Problem to work on ::
In the entries below, find the line with "if today > 0" and the line with "if let Some(url)"; give again those lines and every line between them, exactly.

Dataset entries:
= = = = =
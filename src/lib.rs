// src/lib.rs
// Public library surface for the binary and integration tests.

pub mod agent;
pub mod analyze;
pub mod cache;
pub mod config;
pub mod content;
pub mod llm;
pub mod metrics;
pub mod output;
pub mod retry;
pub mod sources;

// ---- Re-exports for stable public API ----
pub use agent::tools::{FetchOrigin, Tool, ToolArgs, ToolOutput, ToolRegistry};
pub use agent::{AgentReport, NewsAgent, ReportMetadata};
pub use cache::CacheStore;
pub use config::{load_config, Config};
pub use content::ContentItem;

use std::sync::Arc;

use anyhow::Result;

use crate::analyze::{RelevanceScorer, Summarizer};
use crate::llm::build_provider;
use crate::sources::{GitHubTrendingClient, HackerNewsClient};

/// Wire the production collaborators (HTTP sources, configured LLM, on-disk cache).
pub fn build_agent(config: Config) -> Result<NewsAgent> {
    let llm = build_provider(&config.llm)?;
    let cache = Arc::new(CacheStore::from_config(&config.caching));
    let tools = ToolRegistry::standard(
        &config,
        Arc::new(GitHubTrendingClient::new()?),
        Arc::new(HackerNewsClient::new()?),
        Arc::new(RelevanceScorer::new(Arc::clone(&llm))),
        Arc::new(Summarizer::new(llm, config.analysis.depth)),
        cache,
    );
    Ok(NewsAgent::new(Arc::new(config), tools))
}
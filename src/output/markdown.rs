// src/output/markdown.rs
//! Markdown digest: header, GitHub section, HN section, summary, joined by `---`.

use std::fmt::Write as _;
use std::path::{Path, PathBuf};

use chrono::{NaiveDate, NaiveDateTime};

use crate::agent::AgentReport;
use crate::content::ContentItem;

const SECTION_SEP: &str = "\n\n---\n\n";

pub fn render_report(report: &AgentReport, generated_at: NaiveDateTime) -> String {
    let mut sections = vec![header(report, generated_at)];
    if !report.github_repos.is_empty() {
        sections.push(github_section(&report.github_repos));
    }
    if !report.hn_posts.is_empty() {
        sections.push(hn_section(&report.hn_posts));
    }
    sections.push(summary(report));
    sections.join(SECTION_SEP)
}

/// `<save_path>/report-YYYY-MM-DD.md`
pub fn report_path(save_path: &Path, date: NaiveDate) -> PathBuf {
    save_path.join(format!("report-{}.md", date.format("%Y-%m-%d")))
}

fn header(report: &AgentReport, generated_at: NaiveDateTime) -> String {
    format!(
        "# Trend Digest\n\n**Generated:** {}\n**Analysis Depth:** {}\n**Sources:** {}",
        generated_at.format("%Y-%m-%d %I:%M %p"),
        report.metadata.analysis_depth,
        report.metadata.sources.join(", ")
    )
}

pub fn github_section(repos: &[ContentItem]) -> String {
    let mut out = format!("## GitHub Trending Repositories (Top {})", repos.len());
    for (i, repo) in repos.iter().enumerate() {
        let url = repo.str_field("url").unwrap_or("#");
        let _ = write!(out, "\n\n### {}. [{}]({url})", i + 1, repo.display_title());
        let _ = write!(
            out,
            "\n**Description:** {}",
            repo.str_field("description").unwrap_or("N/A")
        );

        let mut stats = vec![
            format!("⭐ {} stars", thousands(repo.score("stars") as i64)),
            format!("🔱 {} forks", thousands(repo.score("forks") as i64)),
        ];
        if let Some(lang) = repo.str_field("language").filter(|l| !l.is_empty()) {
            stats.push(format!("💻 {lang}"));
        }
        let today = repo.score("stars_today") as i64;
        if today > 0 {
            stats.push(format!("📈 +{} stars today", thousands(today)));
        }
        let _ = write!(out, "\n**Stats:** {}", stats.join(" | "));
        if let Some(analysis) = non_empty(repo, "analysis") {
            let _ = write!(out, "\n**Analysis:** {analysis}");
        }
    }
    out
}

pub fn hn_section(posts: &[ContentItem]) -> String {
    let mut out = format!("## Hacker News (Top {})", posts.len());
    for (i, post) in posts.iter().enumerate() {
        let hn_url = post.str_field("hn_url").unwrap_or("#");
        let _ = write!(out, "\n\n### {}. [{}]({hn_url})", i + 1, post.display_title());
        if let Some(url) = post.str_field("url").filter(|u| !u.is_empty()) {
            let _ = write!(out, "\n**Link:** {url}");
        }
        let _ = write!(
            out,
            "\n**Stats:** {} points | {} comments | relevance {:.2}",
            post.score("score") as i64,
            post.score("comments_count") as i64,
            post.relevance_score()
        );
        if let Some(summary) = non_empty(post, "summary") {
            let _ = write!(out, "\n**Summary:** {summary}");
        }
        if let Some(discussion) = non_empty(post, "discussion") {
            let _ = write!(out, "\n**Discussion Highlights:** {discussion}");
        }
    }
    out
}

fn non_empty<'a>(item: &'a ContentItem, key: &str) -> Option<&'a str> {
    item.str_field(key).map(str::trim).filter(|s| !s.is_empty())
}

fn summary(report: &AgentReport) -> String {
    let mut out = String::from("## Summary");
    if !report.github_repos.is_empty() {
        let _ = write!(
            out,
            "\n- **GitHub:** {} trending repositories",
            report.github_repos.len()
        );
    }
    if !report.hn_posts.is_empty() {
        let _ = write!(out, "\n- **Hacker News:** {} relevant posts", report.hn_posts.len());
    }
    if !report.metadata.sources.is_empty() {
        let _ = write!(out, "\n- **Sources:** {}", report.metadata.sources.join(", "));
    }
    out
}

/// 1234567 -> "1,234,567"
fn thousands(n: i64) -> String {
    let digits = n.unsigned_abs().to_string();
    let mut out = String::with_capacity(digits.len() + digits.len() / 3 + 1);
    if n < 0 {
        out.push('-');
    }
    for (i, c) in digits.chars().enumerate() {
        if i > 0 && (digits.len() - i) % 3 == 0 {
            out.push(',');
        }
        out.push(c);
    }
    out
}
= = = = =
Exercise result ::
        if today > 0 {
            stats.push(format!("📈 +{} stars today", thousands(today)));
        }
        let _ = write!(out, "\n**Stats:** {}", stats.join(" | "));
        if let Some(analysis) = non_empty(repo, "analysis") {
            let _ = write!(out, "\n**Analysis:** {analysis}");
        }
    }
    out
}

pub fn hn_section(posts: &[ContentItem]) -> String {
    let mut out = format!("## Hacker News (Top {})", posts.len());
    for (i, post) in posts.iter().enumerate() {
        let hn_url = post.str_field("hn_url").unwrap_or("#");
        let _ = write!(out, "\n\n### {}. [{}]({hn_url})", i + 1, post.display_title());
        if let Some(url) = post.str_field("url").filter(|u| !u.is_empty()) {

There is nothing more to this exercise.